--- DATA SUPPLIED Enclosed Below ---

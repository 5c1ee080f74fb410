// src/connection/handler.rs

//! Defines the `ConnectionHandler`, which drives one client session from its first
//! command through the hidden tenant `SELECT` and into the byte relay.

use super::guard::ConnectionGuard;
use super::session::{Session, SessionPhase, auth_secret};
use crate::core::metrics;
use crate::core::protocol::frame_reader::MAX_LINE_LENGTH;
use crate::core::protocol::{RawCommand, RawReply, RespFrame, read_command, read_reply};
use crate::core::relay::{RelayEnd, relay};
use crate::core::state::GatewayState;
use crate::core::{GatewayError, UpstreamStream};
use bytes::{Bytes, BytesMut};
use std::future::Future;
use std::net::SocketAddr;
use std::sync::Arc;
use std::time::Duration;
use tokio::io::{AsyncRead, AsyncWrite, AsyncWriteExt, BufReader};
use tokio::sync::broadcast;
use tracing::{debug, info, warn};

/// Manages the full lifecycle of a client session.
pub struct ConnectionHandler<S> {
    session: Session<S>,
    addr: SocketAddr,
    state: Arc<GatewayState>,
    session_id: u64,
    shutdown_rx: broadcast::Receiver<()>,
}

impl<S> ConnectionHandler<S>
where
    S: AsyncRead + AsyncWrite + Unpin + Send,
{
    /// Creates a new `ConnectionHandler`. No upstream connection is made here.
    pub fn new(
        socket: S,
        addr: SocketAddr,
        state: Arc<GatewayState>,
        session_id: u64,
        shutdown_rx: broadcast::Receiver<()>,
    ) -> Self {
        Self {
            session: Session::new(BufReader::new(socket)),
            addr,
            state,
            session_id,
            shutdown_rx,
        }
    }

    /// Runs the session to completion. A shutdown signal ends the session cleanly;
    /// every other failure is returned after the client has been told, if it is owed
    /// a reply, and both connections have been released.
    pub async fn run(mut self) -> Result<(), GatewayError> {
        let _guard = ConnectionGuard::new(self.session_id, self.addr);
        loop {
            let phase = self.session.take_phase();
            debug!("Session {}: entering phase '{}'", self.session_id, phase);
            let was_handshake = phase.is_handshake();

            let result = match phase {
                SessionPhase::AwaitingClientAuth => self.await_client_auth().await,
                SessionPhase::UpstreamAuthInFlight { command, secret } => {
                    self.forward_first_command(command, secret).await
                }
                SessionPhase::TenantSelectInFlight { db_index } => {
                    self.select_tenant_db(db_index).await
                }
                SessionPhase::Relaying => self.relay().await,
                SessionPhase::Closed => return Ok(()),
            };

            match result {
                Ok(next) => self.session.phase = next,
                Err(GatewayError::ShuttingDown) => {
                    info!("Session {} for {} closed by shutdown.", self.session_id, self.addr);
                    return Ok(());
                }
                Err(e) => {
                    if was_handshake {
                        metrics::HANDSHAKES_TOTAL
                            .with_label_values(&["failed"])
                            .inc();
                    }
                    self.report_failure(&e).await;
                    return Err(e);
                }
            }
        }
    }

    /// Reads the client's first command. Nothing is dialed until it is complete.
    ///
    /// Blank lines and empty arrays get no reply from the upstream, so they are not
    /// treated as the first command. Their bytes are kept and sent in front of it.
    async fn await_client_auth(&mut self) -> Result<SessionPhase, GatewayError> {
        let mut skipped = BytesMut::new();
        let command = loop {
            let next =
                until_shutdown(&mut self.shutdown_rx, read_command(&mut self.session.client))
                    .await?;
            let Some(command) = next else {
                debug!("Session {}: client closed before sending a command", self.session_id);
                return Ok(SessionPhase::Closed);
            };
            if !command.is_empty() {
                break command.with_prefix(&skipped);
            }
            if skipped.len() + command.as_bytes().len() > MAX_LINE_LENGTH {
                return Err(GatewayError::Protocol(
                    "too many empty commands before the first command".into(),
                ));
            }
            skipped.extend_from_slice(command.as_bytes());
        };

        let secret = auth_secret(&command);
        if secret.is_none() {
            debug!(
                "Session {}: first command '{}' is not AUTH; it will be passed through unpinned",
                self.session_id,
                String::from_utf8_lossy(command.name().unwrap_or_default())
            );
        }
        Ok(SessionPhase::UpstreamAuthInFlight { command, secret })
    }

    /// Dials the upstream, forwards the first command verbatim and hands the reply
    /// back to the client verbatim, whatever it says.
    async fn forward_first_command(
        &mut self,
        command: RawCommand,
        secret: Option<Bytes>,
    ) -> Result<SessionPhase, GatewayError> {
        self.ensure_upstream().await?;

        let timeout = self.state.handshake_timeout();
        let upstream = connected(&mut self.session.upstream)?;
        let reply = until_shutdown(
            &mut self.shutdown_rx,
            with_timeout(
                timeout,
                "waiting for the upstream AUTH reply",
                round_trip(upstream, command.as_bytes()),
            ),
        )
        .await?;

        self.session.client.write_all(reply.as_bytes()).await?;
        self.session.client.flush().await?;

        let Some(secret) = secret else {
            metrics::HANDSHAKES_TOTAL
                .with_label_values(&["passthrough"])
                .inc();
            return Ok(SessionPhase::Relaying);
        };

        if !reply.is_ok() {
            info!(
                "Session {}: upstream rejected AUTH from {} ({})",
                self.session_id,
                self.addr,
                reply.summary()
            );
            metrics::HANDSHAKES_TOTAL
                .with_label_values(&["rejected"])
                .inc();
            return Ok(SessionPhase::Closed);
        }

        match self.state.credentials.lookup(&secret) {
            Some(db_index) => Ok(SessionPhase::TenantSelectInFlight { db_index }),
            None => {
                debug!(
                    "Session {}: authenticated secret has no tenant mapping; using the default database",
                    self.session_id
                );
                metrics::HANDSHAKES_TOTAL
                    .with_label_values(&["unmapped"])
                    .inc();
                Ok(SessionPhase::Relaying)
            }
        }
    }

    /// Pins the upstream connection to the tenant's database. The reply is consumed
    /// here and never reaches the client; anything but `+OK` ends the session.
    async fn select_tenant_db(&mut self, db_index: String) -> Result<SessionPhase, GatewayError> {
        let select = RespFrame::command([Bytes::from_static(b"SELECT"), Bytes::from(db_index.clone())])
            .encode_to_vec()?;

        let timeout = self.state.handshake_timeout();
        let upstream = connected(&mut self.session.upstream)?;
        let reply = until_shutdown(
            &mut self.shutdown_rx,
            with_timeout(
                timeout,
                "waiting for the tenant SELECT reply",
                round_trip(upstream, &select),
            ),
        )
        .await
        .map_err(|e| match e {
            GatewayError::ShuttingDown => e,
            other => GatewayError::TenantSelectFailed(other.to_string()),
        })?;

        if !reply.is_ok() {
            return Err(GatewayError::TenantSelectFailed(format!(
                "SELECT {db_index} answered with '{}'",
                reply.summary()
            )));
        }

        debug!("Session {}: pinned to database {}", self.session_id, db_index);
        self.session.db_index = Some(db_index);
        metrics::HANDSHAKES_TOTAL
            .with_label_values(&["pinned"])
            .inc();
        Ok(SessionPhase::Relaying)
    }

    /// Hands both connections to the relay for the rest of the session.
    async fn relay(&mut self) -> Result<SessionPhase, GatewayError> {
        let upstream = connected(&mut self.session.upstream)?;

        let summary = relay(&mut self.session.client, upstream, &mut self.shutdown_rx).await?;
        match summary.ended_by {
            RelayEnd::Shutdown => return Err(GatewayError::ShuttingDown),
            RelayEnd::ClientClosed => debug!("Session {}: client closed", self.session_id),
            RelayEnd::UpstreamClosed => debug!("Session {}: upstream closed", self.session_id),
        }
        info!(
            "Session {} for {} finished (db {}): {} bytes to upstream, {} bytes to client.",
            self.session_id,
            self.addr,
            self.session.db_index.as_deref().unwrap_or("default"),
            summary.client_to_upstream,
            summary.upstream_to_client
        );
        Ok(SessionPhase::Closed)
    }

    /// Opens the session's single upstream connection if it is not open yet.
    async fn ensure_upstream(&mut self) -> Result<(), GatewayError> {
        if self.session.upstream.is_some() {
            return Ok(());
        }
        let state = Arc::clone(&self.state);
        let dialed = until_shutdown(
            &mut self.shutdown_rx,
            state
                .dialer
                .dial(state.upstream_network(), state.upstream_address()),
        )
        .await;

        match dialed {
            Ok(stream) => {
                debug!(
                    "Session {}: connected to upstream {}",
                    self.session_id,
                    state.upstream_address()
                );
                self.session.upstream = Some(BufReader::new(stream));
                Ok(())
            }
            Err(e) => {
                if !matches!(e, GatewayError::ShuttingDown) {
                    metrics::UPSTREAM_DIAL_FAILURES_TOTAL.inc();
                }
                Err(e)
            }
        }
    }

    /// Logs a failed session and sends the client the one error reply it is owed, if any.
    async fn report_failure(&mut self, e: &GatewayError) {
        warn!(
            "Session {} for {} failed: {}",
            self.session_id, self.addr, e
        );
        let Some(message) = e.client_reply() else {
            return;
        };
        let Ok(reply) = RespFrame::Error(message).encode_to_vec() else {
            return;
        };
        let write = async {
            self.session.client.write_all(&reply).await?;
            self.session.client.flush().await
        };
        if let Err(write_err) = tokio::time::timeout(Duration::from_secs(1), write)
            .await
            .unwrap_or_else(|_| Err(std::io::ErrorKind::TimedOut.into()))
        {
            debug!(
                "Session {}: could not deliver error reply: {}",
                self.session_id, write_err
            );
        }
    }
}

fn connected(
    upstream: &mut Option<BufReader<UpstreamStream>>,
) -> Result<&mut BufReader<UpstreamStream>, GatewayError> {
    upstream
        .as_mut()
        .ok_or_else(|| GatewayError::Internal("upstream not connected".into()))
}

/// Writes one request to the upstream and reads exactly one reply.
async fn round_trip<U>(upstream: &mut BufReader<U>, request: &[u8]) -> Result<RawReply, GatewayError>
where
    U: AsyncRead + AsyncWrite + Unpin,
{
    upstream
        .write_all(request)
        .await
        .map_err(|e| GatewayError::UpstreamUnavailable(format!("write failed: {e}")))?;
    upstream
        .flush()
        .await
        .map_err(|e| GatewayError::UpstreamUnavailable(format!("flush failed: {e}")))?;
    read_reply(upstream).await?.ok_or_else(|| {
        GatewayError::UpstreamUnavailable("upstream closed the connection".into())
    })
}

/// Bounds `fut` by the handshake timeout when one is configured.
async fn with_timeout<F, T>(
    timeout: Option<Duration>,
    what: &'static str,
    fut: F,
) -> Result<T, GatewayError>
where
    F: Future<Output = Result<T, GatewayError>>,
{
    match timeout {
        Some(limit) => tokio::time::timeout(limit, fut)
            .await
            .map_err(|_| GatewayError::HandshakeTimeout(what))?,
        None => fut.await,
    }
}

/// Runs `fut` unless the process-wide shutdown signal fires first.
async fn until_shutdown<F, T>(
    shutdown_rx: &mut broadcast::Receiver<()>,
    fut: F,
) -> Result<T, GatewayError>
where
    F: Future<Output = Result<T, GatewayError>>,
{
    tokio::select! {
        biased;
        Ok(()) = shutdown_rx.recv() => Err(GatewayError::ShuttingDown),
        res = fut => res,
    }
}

--- End of Enclosed DATA SUPPLIED ---
--- DATA SUPPLIED Enclosed Below ---

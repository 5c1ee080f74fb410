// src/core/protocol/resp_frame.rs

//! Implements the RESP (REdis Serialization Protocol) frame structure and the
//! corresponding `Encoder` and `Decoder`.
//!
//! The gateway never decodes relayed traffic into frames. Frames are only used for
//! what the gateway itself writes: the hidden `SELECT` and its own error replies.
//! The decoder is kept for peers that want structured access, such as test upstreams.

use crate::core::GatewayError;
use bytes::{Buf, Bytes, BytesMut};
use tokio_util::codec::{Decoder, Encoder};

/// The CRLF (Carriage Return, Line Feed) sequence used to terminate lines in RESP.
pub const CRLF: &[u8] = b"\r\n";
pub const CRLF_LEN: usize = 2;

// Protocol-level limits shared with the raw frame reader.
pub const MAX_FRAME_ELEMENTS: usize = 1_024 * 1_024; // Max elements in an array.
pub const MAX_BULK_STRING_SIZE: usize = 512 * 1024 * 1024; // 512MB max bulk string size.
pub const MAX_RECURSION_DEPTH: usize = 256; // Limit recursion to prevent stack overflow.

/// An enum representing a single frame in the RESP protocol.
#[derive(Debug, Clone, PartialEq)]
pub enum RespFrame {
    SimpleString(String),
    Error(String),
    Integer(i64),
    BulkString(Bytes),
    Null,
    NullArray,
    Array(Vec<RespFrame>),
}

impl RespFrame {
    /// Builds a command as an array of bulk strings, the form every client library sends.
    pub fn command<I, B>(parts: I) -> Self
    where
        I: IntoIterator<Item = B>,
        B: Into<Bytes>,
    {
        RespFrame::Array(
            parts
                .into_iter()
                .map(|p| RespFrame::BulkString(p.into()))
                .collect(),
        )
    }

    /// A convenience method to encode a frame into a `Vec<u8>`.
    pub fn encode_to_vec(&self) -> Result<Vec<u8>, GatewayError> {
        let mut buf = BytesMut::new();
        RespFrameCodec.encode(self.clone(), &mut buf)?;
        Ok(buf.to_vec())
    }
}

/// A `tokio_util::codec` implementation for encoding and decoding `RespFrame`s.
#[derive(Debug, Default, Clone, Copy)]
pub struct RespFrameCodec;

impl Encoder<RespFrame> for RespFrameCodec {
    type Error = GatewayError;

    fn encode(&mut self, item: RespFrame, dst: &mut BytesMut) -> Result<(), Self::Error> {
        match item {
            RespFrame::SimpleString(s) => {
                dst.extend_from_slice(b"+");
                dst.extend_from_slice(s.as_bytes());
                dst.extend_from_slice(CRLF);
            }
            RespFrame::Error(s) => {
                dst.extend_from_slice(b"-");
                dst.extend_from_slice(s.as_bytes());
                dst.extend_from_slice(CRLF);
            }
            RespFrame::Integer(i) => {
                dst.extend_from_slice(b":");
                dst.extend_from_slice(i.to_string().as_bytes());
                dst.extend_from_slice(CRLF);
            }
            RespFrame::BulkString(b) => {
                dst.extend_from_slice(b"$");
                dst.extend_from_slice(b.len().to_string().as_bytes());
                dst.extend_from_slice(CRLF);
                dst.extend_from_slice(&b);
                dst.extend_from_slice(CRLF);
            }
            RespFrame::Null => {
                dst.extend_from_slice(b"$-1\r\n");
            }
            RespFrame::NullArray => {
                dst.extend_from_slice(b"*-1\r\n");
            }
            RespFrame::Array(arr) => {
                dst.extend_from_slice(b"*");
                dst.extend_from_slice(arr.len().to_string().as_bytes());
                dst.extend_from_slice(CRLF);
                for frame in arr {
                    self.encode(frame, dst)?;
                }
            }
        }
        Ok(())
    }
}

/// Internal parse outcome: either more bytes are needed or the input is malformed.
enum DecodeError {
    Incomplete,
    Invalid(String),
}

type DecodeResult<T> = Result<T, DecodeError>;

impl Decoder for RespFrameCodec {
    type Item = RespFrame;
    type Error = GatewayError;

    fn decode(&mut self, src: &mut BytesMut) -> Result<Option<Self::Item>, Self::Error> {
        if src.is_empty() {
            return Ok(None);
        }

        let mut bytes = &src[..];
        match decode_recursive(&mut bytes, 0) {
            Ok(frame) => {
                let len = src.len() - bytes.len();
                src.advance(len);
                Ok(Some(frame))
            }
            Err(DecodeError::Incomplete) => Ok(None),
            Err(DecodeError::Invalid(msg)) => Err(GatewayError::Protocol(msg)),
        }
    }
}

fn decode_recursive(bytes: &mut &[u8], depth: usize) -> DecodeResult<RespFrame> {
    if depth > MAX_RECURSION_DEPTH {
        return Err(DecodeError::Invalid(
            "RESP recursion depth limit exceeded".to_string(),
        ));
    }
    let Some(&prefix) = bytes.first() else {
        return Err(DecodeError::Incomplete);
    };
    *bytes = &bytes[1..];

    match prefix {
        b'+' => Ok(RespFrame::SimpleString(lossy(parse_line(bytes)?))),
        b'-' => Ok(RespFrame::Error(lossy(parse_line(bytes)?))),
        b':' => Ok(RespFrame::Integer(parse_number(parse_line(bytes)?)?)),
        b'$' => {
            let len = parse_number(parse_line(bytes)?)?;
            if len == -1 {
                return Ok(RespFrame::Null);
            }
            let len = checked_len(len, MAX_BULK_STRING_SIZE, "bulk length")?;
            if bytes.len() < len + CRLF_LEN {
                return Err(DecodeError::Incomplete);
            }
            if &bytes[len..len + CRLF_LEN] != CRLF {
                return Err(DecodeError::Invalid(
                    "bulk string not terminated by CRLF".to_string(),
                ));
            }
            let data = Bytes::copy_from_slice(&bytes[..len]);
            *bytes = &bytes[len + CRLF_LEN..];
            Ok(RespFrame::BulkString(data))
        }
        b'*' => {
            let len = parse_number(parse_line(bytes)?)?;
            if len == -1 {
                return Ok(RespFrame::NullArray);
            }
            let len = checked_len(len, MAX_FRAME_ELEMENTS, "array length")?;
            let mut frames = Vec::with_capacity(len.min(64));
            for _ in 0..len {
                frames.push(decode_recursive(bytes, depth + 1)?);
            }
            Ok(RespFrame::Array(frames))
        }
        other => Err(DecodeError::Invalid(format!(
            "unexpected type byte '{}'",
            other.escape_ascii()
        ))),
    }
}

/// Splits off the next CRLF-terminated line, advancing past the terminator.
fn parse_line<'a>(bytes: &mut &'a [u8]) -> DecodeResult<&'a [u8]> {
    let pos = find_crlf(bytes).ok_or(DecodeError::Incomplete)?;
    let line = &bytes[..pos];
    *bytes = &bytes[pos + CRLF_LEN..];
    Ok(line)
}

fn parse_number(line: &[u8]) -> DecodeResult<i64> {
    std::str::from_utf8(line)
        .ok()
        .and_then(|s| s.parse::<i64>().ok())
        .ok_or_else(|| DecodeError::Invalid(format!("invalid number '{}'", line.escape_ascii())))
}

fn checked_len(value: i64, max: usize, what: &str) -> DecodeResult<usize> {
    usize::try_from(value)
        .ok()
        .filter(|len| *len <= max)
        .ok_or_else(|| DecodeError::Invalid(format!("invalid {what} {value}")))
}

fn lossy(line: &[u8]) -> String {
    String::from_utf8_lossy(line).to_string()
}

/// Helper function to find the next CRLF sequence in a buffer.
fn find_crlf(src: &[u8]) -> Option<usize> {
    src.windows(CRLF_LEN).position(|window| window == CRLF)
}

--- End of Enclosed DATA SUPPLIED ---

WHAT YOU WILL DO: Take the entries above and return only the lines from the one with "impl Encoder<RespFrame> for" to the one with "dst.extend_from_slice(arr.len().to_string().as_bytes());", both included, unchanged.

ANSWER TO THIS TASK:
impl Encoder<RespFrame> for RespFrameCodec {
    type Error = GatewayError;

    fn encode(&mut self, item: RespFrame, dst: &mut BytesMut) -> Result<(), Self::Error> {
        match item {
            RespFrame::SimpleString(s) => {
                dst.extend_from_slice(b"+");
                dst.extend_from_slice(s.as_bytes());
                dst.extend_from_slice(CRLF);
            }
            RespFrame::Error(s) => {
                dst.extend_from_slice(b"-");
                dst.extend_from_slice(s.as_bytes());
                dst.extend_from_slice(CRLF);
            }
            RespFrame::Integer(i) => {
                dst.extend_from_slice(b":");
                dst.extend_from_slice(i.to_string().as_bytes());
                dst.extend_from_slice(CRLF);
            }
            RespFrame::BulkString(b) => {
                dst.extend_from_slice(b"$");
                dst.extend_from_slice(b.len().to_string().as_bytes());
                dst.extend_from_slice(CRLF);
                dst.extend_from_slice(&b);
                dst.extend_from_slice(CRLF);
            }
            RespFrame::Null => {
                dst.extend_from_slice(b"$-1\r\n");
            }
            RespFrame::NullArray => {
                dst.extend_from_slice(b"*-1\r\n");
            }
            RespFrame::Array(arr) => {
                dst.extend_from_slice(b"*");
                dst.extend_from_slice(arr.len().to_string().as_bytes());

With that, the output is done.